也就在这时,其中一名工作人员突然冲了上来,绕到我背后,想把我的双手反到背后。但他搞不定我,随即另外两名工作人员也冲了上来,我一只脚被抬起,人站不稳了,趴倒在了地上。
紧接着,对方两人按住了我的双脚,还有一人用膝盖顶在了我头部和脖子的位置。瞬间,我就没法动了,连呼吸都困难。
我赶紧说,我不需要救助,想离开。
他们说现在才说这样的话,晚了。于是,我要求拨打110,我可以向民警说明所有情况,在民警的陪同下离开。
但对方说,你是110送来的,打110有什么用。这句话,他们重复了好几遍。
实在没有办法了,我说了我的名字,并报出了龙游老家的电话。
正是戴父接了这个电话,最终戴鹏才得以离开救助站。

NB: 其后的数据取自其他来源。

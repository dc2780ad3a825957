//! Net income with and without a company car.
//!
//! # Procedure
//!
//! | Step | Description |
//! |------|-------------|
//! | 1    | Co-payment and benefit for the vehicle |
//! | 2    | Adjusted gross = gross − co-payment |
//! | 3    | Social insurance on the adjusted gross (the benefit is exempt) |
//! | 4    | Wage and church tax on adjusted gross + benefit |
//! | 5    | Net with car = adjusted gross − taxes − social insurance |
//! | 6    | Net without car: steps 3–5 on the unadjusted gross, no benefit |
//! | 7    | Tax burden of the benefit = taxes of step 4 − taxes on the adjusted gross alone |
//!
//! # Example
//!
//! ```
//! use rust_decimal_macros::dec;
//! use dienstwagen_core::calculations::NetIncomeComparator;
//! use dienstwagen_core::{TaxParameters, TaxationType, UserData, Vehicle};
//!
//! let params = TaxParameters::year_2025();
//! let comparator = NetIncomeComparator::new(&params);
//!
//! let profile = UserData {
//!     gross_monthly_salary: dec!(5000),
//!     ..UserData::default()
//! };
//! let car = Vehicle::new("Kombi", dec!(60000), TaxationType::Full);
//!
//! let result = comparator.compare(&profile, &car).unwrap();
//! assert_eq!(result.net_delta, dec!(-327.12));
//! ```

use rayon::prelude::*;
use rust_decimal::Decimal;
use serde::Serialize;
use tracing::{debug, warn};
use uuid::Uuid;

use crate::calculations::{
    CalculationError, ChurchTaxCalculator, CompanyCarCalculator, IncomeTaxCalculator,
    SocialInsuranceCalculator, SocialInsuranceContributions,
};
use crate::{TaxParameters, UserData, Vehicle};

/// One month's pay from gross to net.
#[derive(Debug, Clone, Copy, PartialEq, Eq, Serialize)]
#[serde(rename_all = "camelCase")]
pub struct NetIncomeBreakdown {
    /// Cash gross, after any co-payment.
    pub gross: Decimal,
    /// Gross the wage tax was assessed on, including any benefit.
    pub taxable_gross: Decimal,
    pub income_tax: Decimal,
    pub church_tax: Decimal,
    pub social_insurance: SocialInsuranceContributions,
    pub net: Decimal,
}

/// Outcome of comparing one vehicle against no company car.
#[derive(Debug, Clone, Copy, PartialEq, Eq, Serialize)]
#[serde(rename_all = "camelCase")]
pub struct ComparisonResult {
    pub net_without_car: Decimal,
    pub net_with_car: Decimal,
    /// Negative when the car costs net income.
    pub net_delta: Decimal,
    pub benefit: Decimal,
    /// Wage and church tax caused by the benefit alone.
    pub tax_burden: Decimal,
    /// The benefit is exempt from social insurance; always zero.
    pub social_insurance_burden: Decimal,
    pub co_payment: Decimal,
    pub without_car: NetIncomeBreakdown,
    pub with_car: NetIncomeBreakdown,
}

/// A per-vehicle entry of a batch comparison.
#[derive(Debug, Clone, PartialEq, Eq)]
pub struct VehicleComparison {
    pub vehicle_id: Uuid,
    pub vehicle_name: String,
    pub result: Result<ComparisonResult, CalculationError>,
}

#[derive(Debug, Clone, Copy)]
pub struct NetIncomeComparator<'a> {
    income_tax: IncomeTaxCalculator<'a>,
    social_insurance: SocialInsuranceCalculator<'a>,
    church_tax: ChurchTaxCalculator<'a>,
    company_car: CompanyCarCalculator<'a>,
}

impl<'a> NetIncomeComparator<'a> {
    pub fn new(params: &'a TaxParameters) -> Self {
        Self {
            income_tax: IncomeTaxCalculator::new(params),
            social_insurance: SocialInsuranceCalculator::new(params),
            church_tax: ChurchTaxCalculator::new(params),
            company_car: CompanyCarCalculator::new(params),
        }
    }

    /// Net income on the profile's own gross salary, without a car.
    ///
    /// # Errors
    ///
    /// Returns [`CalculationError`] if the profile fails validation.
    pub fn net_income(
        &self,
        profile: &UserData,
    ) -> Result<NetIncomeBreakdown, CalculationError> {
        let gross = profile.gross_monthly_salary;
        self.breakdown(gross, gross, profile)
    }

    /// Compares the profile's net income with and without `vehicle`.
    ///
    /// # Errors
    ///
    /// Returns [`CalculationError`] if the profile or vehicle fails validation.
    pub fn compare(
        &self,
        profile: &UserData,
        vehicle: &Vehicle,
    ) -> Result<ComparisonResult, CalculationError> {
        profile.validate()?;

        let co_payment = self.company_car.co_payment(vehicle)?;
        let benefit = self.company_car.benefit(vehicle)?;

        let adjusted_gross = profile.gross_monthly_salary - co_payment;
        if adjusted_gross < Decimal::ZERO {
            warn!(
                vehicle = %vehicle.name,
                gross = %profile.gross_monthly_salary,
                co_payment = %co_payment,
                "co-payment exceeds gross salary"
            );
        }

        let with_car = self.breakdown(adjusted_gross, adjusted_gross + benefit, profile)?;
        let without_car = self.net_income(profile)?;

        let tax_without_benefit = self.income_tax.monthly_income_tax(adjusted_gross, profile)?;
        let church_without_benefit = self
            .church_tax
            .monthly_church_tax(tax_without_benefit, profile)?;
        let tax_burden = (with_car.income_tax - tax_without_benefit)
            + (with_car.church_tax - church_without_benefit);

        let result = ComparisonResult {
            net_without_car: without_car.net,
            net_with_car: with_car.net,
            net_delta: with_car.net - without_car.net,
            benefit,
            tax_burden,
            social_insurance_burden: Decimal::ZERO,
            co_payment,
            without_car,
            with_car,
        };

        debug!(
            vehicle = %vehicle.name,
            benefit = %benefit,
            co_payment = %co_payment,
            net_delta = %result.net_delta,
            "compared vehicle"
        );

        Ok(result)
    }

    /// Compares every vehicle in parallel. Results keep the input order and
    /// a failing vehicle only fails its own entry.
    pub fn compare_all(
        &self,
        profile: &UserData,
        vehicles: &[Vehicle],
    ) -> Vec<VehicleComparison> {
        vehicles
            .par_iter()
            .map(|vehicle| VehicleComparison {
                vehicle_id: vehicle.id,
                vehicle_name: vehicle.name.clone(),
                result: self.compare(profile, vehicle),
            })
            .collect()
    }

    /// Social insurance on `gross`, taxes on `taxable_gross`.
    fn breakdown(
        &self,
        gross: Decimal,
        taxable_gross: Decimal,
        profile: &UserData,
    ) -> Result<NetIncomeBreakdown, CalculationError> {
        let social_insurance = self.social_insurance.contributions(gross, profile)?;
        let income_tax = self.income_tax.monthly_income_tax(taxable_gross, profile)?;
        let church_tax = self.church_tax.monthly_church_tax(income_tax, profile)?;

        Ok(NetIncomeBreakdown {
            gross,
            taxable_gross,
            income_tax,
            church_tax,
            social_insurance,
            net: gross - income_tax - church_tax - social_insurance.total,
        })
    }
}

戴父昨天说,他当时觉得,儿子隐瞒情况,不告诉救助站长沙家里的电话,肯定有他的道理。
所以,他也没在电话里告诉对方儿子是记者,只说在长沙打工,离开老家很多年了,不知道他具体做什么工作。
在被获准可以跟儿子通话后,戴鹏用龙游方言告诉父亲:“别跟他们讲太多,别透露我记者身份,让他们把我放出去就行了。”
随后,对方问戴父处理意见,戴父说:“马上放,都那么大的人了。”这时,对方工作人员才将戴鹏松开。填了表格,签了名字,按上手印后,戴鹏在当晚11点左右离开了救助站——此时,距他走进救助站还不到40分钟。
戴鹏说,他在救助站待的这段时间,是他感到最恐怖的时间。因为作为一个流浪者,身上没有一分钱和任何通讯工具,而当他被殴打的时候,也完全不知道怎么办,不知道如何逃离。